Wichita Falls native Austin Howard recently became the University of Texas at Dallas’ youngest doctoral graduate ever. All of 22 years old, he earned his Ph.D. in physics last Saturday. 

Austin Howard, an only child, got as far as seventh grade in Wichita Falls public schools before jumping to college, Midwestern State University, also in his hometown. As a 12 year-old, he scored a 30 on the ACT.

From an early age, he was interested in science, technology and math. A lifelong PBS viewer, he says his parents – one a teacher, another in real estate – measured time for him in "Bill Nye The Science Guy" episodes. That’s before the boy understood the concept of time and a clock. So a two-hour car trip might be measured as four episodes of Bill Nye.

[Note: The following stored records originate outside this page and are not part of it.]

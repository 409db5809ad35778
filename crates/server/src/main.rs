use std::io::Read;
use std::thread;

use anyhow::anyhow;
use clap::Parser;
use tiny_http::{Header, Request, Response, Server, StatusCode};

use server::{logging::setup_logging, route};

/// Serve the tokenize engine over HTTP.
#[derive(Parser)]
#[command(name = "tokenize-server", version, about)]
struct Args {
    /// Address to listen on
    #[arg(long, env = "TOKLAB_BIND", default_value = "127.0.0.1:3030")]
    bind: String,

    /// Verbose output
    #[arg(short, long)]
    verbose: bool,

    /// Quiet mode (only errors)
    #[arg(short, long)]
    quiet: bool,
}

fn main() -> anyhow::Result<()> {
    let args = Args::parse();
    setup_logging(args.verbose, args.quiet)?;

    let server = Server::http(args.bind.as_str()).map_err(|e| anyhow!("failed to bind {}: {e}", args.bind))?;
    tracing::info!(bind = %args.bind, "server running");

    for request in server.incoming_requests() {
        // The engine holds no shared state, so requests are handled independently.
        thread::spawn(move || serve(request));
    }
    Ok(())
}

fn serve(mut req: Request) {
    let url = req.url().to_string();
    let method = req.method().to_string().to_ascii_uppercase();

    let mut body = String::new();
    if let Err(e) = req.as_reader().read_to_string(&mut body) {
        tracing::warn!(error = %e, %url, "failed to read request body");
        let _ = req.respond(Response::from_string("Bad Request").with_status_code(StatusCode(400)));
        return;
    }

    let reply = route(&method, &url, &body);
    tracing::info!(%method, %url, status = reply.status, "handled");

    let mut response = Response::from_string(reply.body).with_status_code(StatusCode(reply.status));
    let content_type: &[u8] = if reply.json { b"application/json" } else { b"text/plain; charset=utf-8" };
    for header in [
        Header::from_bytes(&b"Content-Type"[..], content_type),
        Header::from_bytes(&b"Access-Control-Allow-Origin"[..], &b"*"[..]),
    ]
    .into_iter()
    .flatten()
    {
        response.add_header(header);
    }
    if let Err(e) = req.respond(response) {
        tracing::warn!(error = %e, %url, "failed to send response");
    }
}
//! Terminal rendering of engine results.

use std::fmt::Write as _;

use tokenize::{format_sequence, symbols, Analysis, Decoded, EncodedValue, TokenizationMode, ValueMode};

/// Shown when encode is asked for blank text.
pub const EMPTY_TEXT_WARNING: &str = "⚠️ Please enter some text to tokenize!";
/// Shown when decode is asked for blank values.
pub const EMPTY_VALUES_WARNING: &str = "⚠️ Please enter encoded values!";

/// Token list with 1-based positions, e.g. `[Hi #1] [  #2]`.
pub fn render_tokens(tokens: &[String]) -> String {
    let mut out = format!("Tokens ({} total):\n", tokens.len());
    let cells: Vec<String> = tokens
        .iter()
        .enumerate()
        .map(|(idx, t)| format!("[{} #{}]", t.escape_debug(), idx + 1))
        .collect();
    out.push_str(&cells.join(" "));
    out
}

/// Full encode output: tokens, values and the insight report.
pub fn render_analysis(analysis: &Analysis, value_mode: ValueMode) -> String {
    let mut out = render_tokens(&analysis.tokens);
    out.push_str("\n\n");
    match value_mode {
        ValueMode::Numeric => {
            out.push_str("Numeric Representation (what AI models see):\n");
            for (token, value) in analysis.tokens.iter().zip(&analysis.encoded) {
                let _ = writeln!(out, "  {:>8}  {}", value, token.escape_debug());
            }
            let values: Vec<String> = analysis.encoded.iter().map(ToString::to_string).collect();
            let _ = writeln!(out, "Encoded sequence: [{}]", values.join(", "));
        }
        ValueMode::Visual => {
            out.push_str("Visual Representation (easier to understand):\n");
            for (token, value) in analysis.tokens.iter().zip(&analysis.encoded) {
                if let EncodedValue::Visual(symbol) = value {
                    let _ = writeln!(out, "  {} {:<12} \"{}\"", symbol.glyph, symbol.label, token.escape_debug());
                }
            }
            let _ = writeln!(out, "Encoded sequence: {}", format_sequence(&analysis.encoded));
        }
    }
    out.push('\n');
    out.push_str(&analysis.insight);
    out
}

/// Decoded text followed by one warning line per placeholder.
pub fn render_decoded(decoded: &Decoded) -> String {
    let mut out = format!("Decoded Text: {}", decoded.text);
    if !decoded.is_clean() {
        let _ = write!(out, "\n⚠️ {} fragment(s) replaced by placeholders:", decoded.malformed.len());
        for fragment in &decoded.malformed {
            let _ = write!(out, "\n  {fragment}");
        }
    }
    out
}

/// Symbol table as `a  🍎  Apple` rows.
pub fn render_symbols() -> String {
    symbols::entries()
        .map(|(c, s)| format!("{:<3} {}  {}", format!("{c:?}"), s.glyph, s.label))
        .collect::<Vec<_>>()
        .join("\n")
}

/// Available modes with their descriptions.
pub fn render_modes() -> String {
    let mut out = String::from("Tokenization modes:\n");
    for mode in TokenizationMode::ALL {
        let _ = writeln!(out, "  {:<10} {} - {}", mode, mode.label(), mode.description());
    }
    out.push_str("Value modes:\n");
    for mode in ValueMode::ALL {
        let _ = writeln!(out, "  {:<10} {} - {}", mode, mode.label(), mode.description());
    }
    out
}
//! Maps tokens to numeric or visual values.

use std::fmt;

use serde::Serialize;

use crate::modes::{TokenizationMode, ValueMode};
use crate::symbols::{self, Symbol};

/// Encoded value of a single token.
///
/// Serializes untagged: `72` or `{"glyph":"🍎","label":"Apple"}`.
#[derive(Debug, Clone, Copy, PartialEq, Eq, Serialize)]
#[serde(untagged)]
pub enum EncodedValue {
    /// Code point (character mode) or 1-based position (other modes).
    Numeric(u32),
    /// Symbol table entry for the token's first character.
    Visual(Symbol),
}

impl EncodedValue {
    /// Numeric payload, if any.
    pub fn as_numeric(&self) -> Option<u32> {
        match self {
            Self::Numeric(n) => Some(*n),
            Self::Visual(_) => None,
        }
    }

    /// Visual payload, if any.
    pub fn as_symbol(&self) -> Option<Symbol> {
        match self {
            Self::Numeric(_) => None,
            Self::Visual(s) => Some(*s),
        }
    }
}

impl fmt::Display for EncodedValue {
    fn fmt(&self, f: &mut fmt::Formatter<'_>) -> fmt::Result {
        match self {
            Self::Numeric(n) => fmt::Display::fmt(n, f),
            Self::Visual(s) => f.pad(s.glyph),
        }
    }
}

/// Encode every token, preserving length and order.
///
/// Numeric values in word and subword modes are positions, not vocabulary
/// ids: equal tokens at different positions get different values.
pub fn encode(tokens: &[String], token_mode: TokenizationMode, value_mode: ValueMode) -> Vec<EncodedValue> {
    let encoded: Vec<EncodedValue> = tokens
        .iter()
        .enumerate()
        .map(|(idx, token)| encode_one(token, idx, token_mode, value_mode))
        .collect();
    tracing::debug!(%token_mode, %value_mode, count = encoded.len(), "encoded");
    encoded
}

fn encode_one(token: &str, idx: usize, token_mode: TokenizationMode, value_mode: ValueMode) -> EncodedValue {
    let first = token.chars().next();
    match (value_mode, token_mode) {
        (ValueMode::Numeric, TokenizationMode::Character) => {
            EncodedValue::Numeric(first.map(u32::from).unwrap_or_default())
        }
        (ValueMode::Numeric, _) => EncodedValue::Numeric(position(idx)),
        (ValueMode::Visual, _) => {
            let symbol = first
                .and_then(|c| c.to_lowercase().next())
                .map(symbols::lookup_or_unknown)
                .unwrap_or(Symbol::UNKNOWN);
            EncodedValue::Visual(symbol)
        }
    }
}

fn position(idx: usize) -> u32 {
    u32::try_from(idx).map_or(u32::MAX, |i| i.saturating_add(1))
}

/// Join values with `,`, the format [`crate::decode`] accepts.
pub fn format_sequence(values: &[EncodedValue]) -> String {
    values.iter().map(ToString::to_string).collect::<Vec<_>>().join(",")
}

#[cfg(test)]
mod tests {
    use super::*;
    use crate::tokenizer::tokenize;

    fn strings(items: &[&str]) -> Vec<String> {
        items.iter().map(|s| s.to_string()).collect()
    }

    #[test]
    fn character_numeric_is_code_point() {
        let encoded = encode(&strings(&["A"]), TokenizationMode::Character, ValueMode::Numeric);
        assert_eq!(encoded, vec![EncodedValue::Numeric(65)]);

        let hello = tokenize("Hello", TokenizationMode::Character);
        let codes: Vec<Option<u32>> = encode(&hello, TokenizationMode::Character, ValueMode::Numeric)
            .iter()
            .map(EncodedValue::as_numeric)
            .collect();
        assert_eq!(codes, vec![Some(72), Some(101), Some(108), Some(108), Some(111)]);
    }

    #[test]
    fn word_numeric_is_position_not_vocabulary() {
        let tokens = strings(&["the", " ", "the"]);
        let encoded = encode(&tokens, TokenizationMode::Word, ValueMode::Numeric);
        assert_eq!(
            encoded,
            vec![EncodedValue::Numeric(1), EncodedValue::Numeric(2), EncodedValue::Numeric(3)]
        );
    }

    #[test]
    fn visual_uses_lowercased_first_char() {
        let tokens = strings(&["a", "Apple", "9", " ", "?!"]);
        let labels: Vec<&str> = encode(&tokens, TokenizationMode::Subword, ValueMode::Visual)
            .iter()
            .filter_map(EncodedValue::as_symbol)
            .map(|s| s.label)
            .collect();
        assert_eq!(labels, vec!["Apple", "Apple", "Unknown", "Space", "Question"]);
    }

    #[test]
    fn visual_unknown_sentinel() {
        let encoded = encode(&strings(&["9"]), TokenizationMode::Character, ValueMode::Visual);
        assert_eq!(encoded, vec![EncodedValue::Visual(Symbol::UNKNOWN)]);
        assert_eq!(Symbol::UNKNOWN.glyph, "❔");
    }

    #[test]
    fn empty_token_does_not_panic() {
        let tokens = strings(&[""]);
        assert_eq!(
            encode(&tokens, TokenizationMode::Character, ValueMode::Numeric),
            vec![EncodedValue::Numeric(0)]
        );
        assert_eq!(
            encode(&tokens, TokenizationMode::Word, ValueMode::Visual),
            vec![EncodedValue::Visual(Symbol::UNKNOWN)]
        );
    }

    #[test]
    fn format_sequence_joins_with_commas() {
        let values = vec![EncodedValue::Numeric(72), EncodedValue::Numeric(105)];
        assert_eq!(format_sequence(&values), "72,105");
        assert_eq!(format_sequence(&[]), "");
        let visual = encode(&strings(&["b", "c"]), TokenizationMode::Character, ValueMode::Visual);
        assert_eq!(format_sequence(&visual), "🍌,🥕");
    }

    #[test]
    fn serializes_untagged() {
        let numeric = serde_json::to_string(&EncodedValue::Numeric(65)).unwrap_or_default();
        assert_eq!(numeric, "65");
        let visual = serde_json::to_value(EncodedValue::Visual(Symbol::UNKNOWN)).ok();
        assert_eq!(visual, Some(serde_json::json!({"glyph": "❔", "label": "Unknown"})));
    }
}
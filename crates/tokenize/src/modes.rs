//! Tokenization and value representation modes.
//!
//! Both are caller supplied for every call; the engine keeps no default.

use std::fmt;
use std::str::FromStr;

use serde::{Deserialize, Serialize};

use crate::error::TokenizeError;

/// Granularity used to split text into tokens.
#[derive(Debug, Clone, Copy, PartialEq, Eq, Hash, Serialize, Deserialize)]
#[serde(rename_all = "lowercase")]
pub enum TokenizationMode {
    /// One token per character.
    Character,
    /// Runs of non-whitespace and runs of whitespace.
    Word,
    /// Alphanumeric runs, single punctuation marks, whitespace runs.
    Subword,
}

impl TokenizationMode {
    /// Every mode, in selector order.
    pub const ALL: [TokenizationMode; 3] = [Self::Character, Self::Word, Self::Subword];

    /// Canonical lowercase name.
    pub fn name(self) -> &'static str {
        match self {
            Self::Character => "character",
            Self::Word => "word",
            Self::Subword => "subword",
        }
    }

    /// Short label for selectors.
    pub fn label(self) -> &'static str {
        match self {
            Self::Character => "Character Level",
            Self::Word => "Word Level",
            Self::Subword => "Subword Level",
        }
    }

    /// One line description for selectors.
    pub fn description(self) -> &'static str {
        match self {
            Self::Character => "Each character = 1 token",
            Self::Word => "Each word = 1 token",
            Self::Subword => "Smart splitting (BPE-style)",
        }
    }
}

impl fmt::Display for TokenizationMode {
    fn fmt(&self, f: &mut fmt::Formatter<'_>) -> fmt::Result {
        f.pad(self.name())
    }
}

impl FromStr for TokenizationMode {
    type Err = TokenizeError;

    fn from_str(s: &str) -> Result<Self, Self::Err> {
        match s.trim().to_ascii_lowercase().as_str() {
            "character" | "char" => Ok(Self::Character),
            "word" => Ok(Self::Word),
            "subword" => Ok(Self::Subword),
            _ => Err(TokenizeError::UnknownMode(s.to_string())),
        }
    }
}

/// How each token's value is represented.
#[derive(Debug, Clone, Copy, PartialEq, Eq, Hash, Serialize, Deserialize)]
#[serde(rename_all = "lowercase")]
pub enum ValueMode {
    /// Code points or positional indices.
    Numeric,
    /// Emoji glyph and label from the symbol table.
    Visual,
}

impl ValueMode {
    /// Every mode, in selector order.
    pub const ALL: [ValueMode; 2] = [Self::Numeric, Self::Visual];

    /// Canonical lowercase name.
    pub fn name(self) -> &'static str {
        match self {
            Self::Numeric => "numeric",
            Self::Visual => "visual",
        }
    }

    /// Short label for selectors.
    pub fn label(self) -> &'static str {
        match self {
            Self::Numeric => "Numeric Encoding",
            Self::Visual => "Visual Mapping",
        }
    }

    /// One line description for selectors.
    pub fn description(self) -> &'static str {
        match self {
            Self::Numeric => "ASCII/Index values (65, 66, 67...)",
            Self::Visual => "Emoji representations (🍎, 🍌, 🥕...)",
        }
    }
}

impl fmt::Display for ValueMode {
    fn fmt(&self, f: &mut fmt::Formatter<'_>) -> fmt::Result {
        f.pad(self.name())
    }
}

impl FromStr for ValueMode {
    type Err = TokenizeError;

    fn from_str(s: &str) -> Result<Self, Self::Err> {
        match s.trim().to_ascii_lowercase().as_str() {
            "numeric" | "number" => Ok(Self::Numeric),
            "visual" | "emoji" => Ok(Self::Visual),
            _ => Err(TokenizeError::UnknownMode(s.to_string())),
        }
    }
}
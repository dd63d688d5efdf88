// Copyright 2026, Jeroen van Erp <jeroen@geeko.me>
// SPDX-License-Identifier: Apache-2.0

//! Recursive discovery of manifest files below a root path.
//!
//! Symlinks are followed and hidden entries are visited. Entries come back
//! in the order the filesystem lists them; nothing is sorted.

use std::fs::{self, File};
use std::path::{Path, PathBuf};
use tracing::{debug, trace};
use walkdir::{DirEntry, WalkDir};

use crate::constants::MANIFEST_SUFFIX;
use crate::error::{ManifestError, Result};
use crate::types::PathContext;

/// A regular, readable `.yaml` file found during the walk
#[derive(Clone, Debug, PartialEq, Eq)]
pub struct Candidate {
    /// Path as discovered, relative to the root argument as given
    pub path: PathBuf,
    /// Lexically absolute form of `path`
    pub absolute: PathBuf,
}

impl Candidate {
    fn from_path(path: PathBuf) -> Result<Self> {
        let absolute = std::path::absolute(&path).map_err(|source| ManifestError::Read {
            path: path.clone(),
            source,
        })?;
        Ok(Candidate { path, absolute })
    }

    pub fn context(&self) -> PathContext {
        PathContext::from_absolute(&self.absolute)
    }
}

/// Walk `root` and yield every manifest candidate.
///
/// A traversal failure (missing root, unreadable directory, symlink loop)
/// is yielded as an error; callers stop at the first one.
pub fn find_candidates(root: &Path) -> impl Iterator<Item = Result<Candidate>> {
    debug!("Walking manifest tree at {}", root.display());
    let root = root.to_path_buf();

    WalkDir::new(&root)
        .follow_links(true)
        .into_iter()
        .filter_map(move |entry| match entry {
            Ok(entry) if is_candidate(&entry) => Some(Candidate::from_path(entry.into_path())),
            Ok(_) => None,
            Err(source) if is_dangling_link(&source, &root) => {
                debug!("Skipping dangling symlink {}", source.path().unwrap_or(root.as_path()).display());
                None
            }
            Err(source) => {
                let path = source.path().map(Path::to_path_buf).unwrap_or_else(|| root.clone());
                Some(Err(ManifestError::Traversal { path, source }))
            }
        })
}

/// A symlink below the root whose target is gone is not a regular file, so
/// it is skipped. Errors on the root, directory reads and loops stay fatal.
fn is_dangling_link(error: &walkdir::Error, root: &Path) -> bool {
    if error.loop_ancestor().is_some() || error.depth() == 0 {
        return false;
    }
    let Some(path) = error.path() else {
        return false;
    };
    path != root
        && fs::symlink_metadata(path).is_ok_and(|meta| meta.file_type().is_symlink())
        && fs::metadata(path).is_err()
}

fn is_candidate(entry: &DirEntry) -> bool {
    if !entry.file_type().is_file() {
        return false;
    }
    let has_suffix = entry
        .file_name()
        .to_str()
        .is_some_and(|name| name.ends_with(MANIFEST_SUFFIX));
    if !has_suffix {
        return false;
    }
    if File::open(entry.path()).is_err() {
        trace!("Skipping unreadable file {}", entry.path().display());
        return false;
    }
    true
}

#[cfg(test)]
mod tests {
    use super::*;
    use crate::test_utils::FixtureTree;

    fn collect(root: &Path) -> Vec<PathBuf> {
        let mut paths: Vec<PathBuf> = find_candidates(root)
            .map(|c| c.unwrap().path)
            .collect();
        paths.sort();
        paths
    }

    #[test]
    fn test_finds_yaml_files_recursively() {
        let tree = FixtureTree::new();
        let a = tree.write("a.yaml", "");
        let b = tree.write("x/y/z/b.yaml", "");

        assert_eq!(collect(tree.root()), vec![a, b]);
    }

    #[test]
    fn test_ignores_other_suffixes() {
        let tree = FixtureTree::new();
        tree.write("a.yml", "");
        tree.write("b.YAML", "");
        tree.write("c.yaml.bak", "");
        tree.write("README.md", "");
        let keep = tree.write("d.yaml", "");

        assert_eq!(collect(tree.root()), vec![keep]);
    }

    #[test]
    fn test_ignores_directories_named_like_manifests() {
        let tree = FixtureTree::new();
        tree.mkdir("dir.yaml");

        assert!(collect(tree.root()).is_empty());
    }

    #[test]
    fn test_visits_hidden_directories() {
        let tree = FixtureTree::new();
        let hidden = tree.write(".hidden/ns/m.yaml", "");

        assert_eq!(collect(tree.root()), vec![hidden]);
    }

    #[test]
    fn test_root_file_is_a_candidate() {
        let tree = FixtureTree::new();
        let file = tree.write("only.yaml", "");

        assert_eq!(collect(&file), vec![file]);
    }

    #[test]
    fn test_missing_root_is_a_traversal_error() {
        let tree = FixtureTree::new();
        let missing = tree.root().join("missing");
        let first = find_candidates(&missing).next().unwrap();

        assert!(matches!(first, Err(ManifestError::Traversal { .. })));
    }

    #[test]
    fn test_candidate_absolute_path() {
        let tree = FixtureTree::new();
        tree.write("bf2/DEVEL/foo/foo.yaml", "");
        let candidate = find_candidates(tree.root()).next().unwrap().unwrap();

        assert!(candidate.absolute.is_absolute());
        assert_eq!(
            candidate.context().cluster_key().unwrap().to_string(),
            "bf2-DEVEL"
        );
    }

    #[cfg(unix)]
    #[test]
    fn test_follows_symlinked_directories() {
        let tree = FixtureTree::new();
        tree.write("real/ns/m.yaml", "");
        std::os::unix::fs::symlink(tree.root().join("real"), tree.root().join("link")).unwrap();

        let paths = collect(tree.root());
        assert_eq!(paths.len(), 2);
        assert!(paths.contains(&tree.root().join("link/ns/m.yaml")));
    }

    #[cfg(unix)]
    #[test]
    fn test_follows_symlinked_files() {
        let tree = FixtureTree::new();
        let target = tree.write("real/m.yaml", "");
        std::os::unix::fs::symlink(&target, tree.root().join("linked.yaml")).unwrap();

        let paths = collect(tree.root());
        assert_eq!(paths, vec![tree.root().join("linked.yaml"), target]);
    }

    #[cfg(unix)]
    #[test]
    fn test_skips_dangling_symlinks() {
        let tree = FixtureTree::new();
        let keep = tree.write("bf2/DEVEL/foo/foo.yaml", "");
        std::os::unix::fs::symlink(tree.root().join("gone"), tree.root().join("bf2/README.md"))
            .unwrap();
        std::os::unix::fs::symlink(tree.root().join("gone.yaml"), tree.root().join("bf2/x.yaml"))
            .unwrap();

        assert_eq!(collect(tree.root()), vec![keep]);
    }

    #[cfg(unix)]
    #[test]
    fn test_dangling_root_is_a_traversal_error() {
        let tree = FixtureTree::new();
        let root = tree.root().join("root");
        std::os::unix::fs::symlink(tree.root().join("gone"), &root).unwrap();

        let first = find_candidates(&root).next().unwrap();
        assert!(matches!(first, Err(ManifestError::Traversal { .. })));
    }

    #[cfg(unix)]
    #[test]
    fn test_skips_unreadable_files() {
        use std::os::unix::fs::PermissionsExt;

        let tree = FixtureTree::new();
        let keep = tree.write("ns/readable.yaml", "");
        let locked = tree.write("ns/locked.yaml", "");
        fs::set_permissions(&locked, fs::Permissions::from_mode(0o000)).unwrap();

        // Privileged users can open the file regardless of its mode
        if File::open(&locked).is_ok() {
            return;
        }
        assert_eq!(collect(tree.root()), vec![keep]);
    }
}
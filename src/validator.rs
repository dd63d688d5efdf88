// Copyright 2026, Jeroen van Erp <jeroen@geeko.me>
// SPDX-License-Identifier: Apache-2.0

//! Placement and naming rules for manifests.
//!
//! Rules are checked in a fixed order and the first failure wins:
//! the file must parse, live in a directory named after its namespace,
//! carry a name built from `[a-zA-Z0-9-]`, and be called `{name}.yaml`.

use once_cell::sync::Lazy;
use regex::Regex;
use std::io;
use std::path::Path;
use tracing::{debug, instrument};

use crate::error::{ManifestError, Result};
use crate::tree::{find_candidates, Candidate};
use crate::types::manifest::Field;
use crate::types::Manifest;

/// Matches any character a manifest name may not contain.
static FORBIDDEN_NAME_CHAR: Lazy<Regex> =
    Lazy::new(|| Regex::new(r"[^a-zA-Z0-9\-]").unwrap_or_else(|_| unreachable!()));

/// True if `name` has no character outside `[a-zA-Z0-9-]`. The empty name
/// passes; it is caught by the filename rule instead.
pub fn is_valid_name(name: &str) -> bool {
    !FORBIDDEN_NAME_CHAR.is_match(name)
}

/// Check a single manifest file against every rule.
///
/// A `name` or `namespace` written as a number or boolean never matches a
/// directory name and is never a valid name.
pub fn validate_manifest(candidate: &Candidate) -> Result<Manifest> {
    let manifest = Manifest::load(&candidate.path)?;
    let context = candidate.context();

    let directory = context.parent_dir_name().unwrap_or_default();
    if manifest.namespace_text() != Some(directory) {
        return Err(ManifestError::Placement {
            path: candidate.path.clone(),
            directory: directory.to_string(),
            namespace: manifest.namespace_rendered().to_string(),
        });
    }

    let name_ok = match &manifest.name {
        None => true,
        Some(Field::Text(name)) => is_valid_name(name),
        Some(Field::Other(_)) => false,
    };
    if !name_ok {
        return Err(ManifestError::InvalidName {
            path: candidate.path.clone(),
            name: manifest.name_rendered().to_string(),
        });
    }

    let filename = context.filename().unwrap_or_default();
    let expected = manifest.expected_filename();
    if filename != expected {
        return Err(ManifestError::FilenameMismatch {
            path: candidate.path.clone(),
            filename: filename.to_string(),
            expected,
        });
    }

    debug!("Manifest {} is valid", candidate.path.display());
    Ok(manifest)
}

/// Validate every manifest under `root`, calling `announce` before each one.
/// Stops at the first failure, including a failed announcement; returns the
/// number of manifests checked.
#[instrument(skip(announce))]
pub fn validate_tree<F>(root: &Path, mut announce: F) -> Result<usize>
where
    F: FnMut(&Path) -> io::Result<()>,
{
    let mut checked = 0;
    for candidate in find_candidates(root) {
        let candidate = candidate?;
        announce(&candidate.path).map_err(ManifestError::Progress)?;
        validate_manifest(&candidate)?;
        checked += 1;
    }
    debug!("Validated {} manifests", checked);
    Ok(checked)
}
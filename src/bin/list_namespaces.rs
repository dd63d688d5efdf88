// Copyright 2026, Jeroen van Erp <jeroen@geeko.me>
// SPDX-License-Identifier: Apache-2.0

//! Print the `<cluster-key>/<namespace>` pairs declared by a manifest tree.

use anyhow::{Context, Result};
use clap::Parser;
use std::io::{self, Write};
use std::process::ExitCode;
use tracing::level_filters::LevelFilter;
use tracing_subscriber::EnvFilter;

use manifest_tools::config::Config;
use manifest_tools::error::ManifestError;
use manifest_tools::lister::list_namespaces;

fn main() -> ExitCode {
    tracing_subscriber::fmt()
        .with_env_filter(
            EnvFilter::builder()
                .with_default_directive(LevelFilter::WARN.into())
                .from_env_lossy(),
        )
        .with_writer(io::stderr)
        .init();

    let config = Config::parse();

    match run(&config) {
        Ok(()) => ExitCode::SUCCESS,
        Err(e) => {
            // Manifest errors already carry their cause in the message
            match e.downcast_ref::<ManifestError>() {
                Some(err) => eprintln!("{}", err),
                None => eprintln!("{:#}", e),
            }
            ExitCode::FAILURE
        }
    }
}

fn run(config: &Config) -> Result<()> {
    let root = config.ensure_directory()?;
    let records = list_namespaces(root)?;

    let mut stdout = io::stdout().lock();
    for record in &records {
        writeln!(stdout, "{}", record).context("Failed to write to stdout")?;
    }
    stdout.flush().context("Failed to flush stdout")?;
    Ok(())
}
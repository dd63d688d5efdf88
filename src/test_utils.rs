// Copyright 2026, Jeroen van Erp <jeroen@geeko.me>
// SPDX-License-Identifier: Apache-2.0

//! Test utilities for building manifest trees on disk.

use std::fs;
use std::path::{Path, PathBuf};
use tempfile::TempDir;

/// A temporary directory populated with manifest files.
/// The directory is removed when the fixture is dropped.
pub struct FixtureTree {
    dir: TempDir,
}

impl FixtureTree {
    pub fn new() -> Self {
        Self {
            dir: TempDir::new().unwrap(),
        }
    }

    pub fn root(&self) -> &Path {
        self.dir.path()
    }

    /// Write a file at a path relative to the root, creating parent directories
    pub fn write(&self, relative: &str, contents: &str) -> PathBuf {
        let path = self.dir.path().join(relative);
        if let Some(parent) = path.parent() {
            fs::create_dir_all(parent).unwrap();
        }
        fs::write(&path, contents).unwrap();
        path
    }

    /// Write a `name`/`namespace` manifest at a path relative to the root
    pub fn manifest(&self, relative: &str, name: &str, namespace: &str) -> PathBuf {
        self.write(
            relative,
            &format!("name: {}\nnamespace: {}\n", name, namespace),
        )
    }

    pub fn mkdir(&self, relative: &str) -> PathBuf {
        let path = self.dir.path().join(relative);
        fs::create_dir_all(&path).unwrap();
        path
    }
}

When Howard was contemplating graduate school (at age 14 or 15), he saw a TV interview with UT-Dallas' Ray Baughman about nanotechnology. He realized the science that he was interested in was happening nearby at UTD. The school and its teachers welcomed him. It took Howard nine years to get his bachelor's, master's, and Ph.D.

Now he says he’s happy working for a software company in Richardson, a job he began after his doctoral dissertation was successfully defended, but before he got his diploma.  

But there’s more he wants to learn, so Howard says another degree might be in his future.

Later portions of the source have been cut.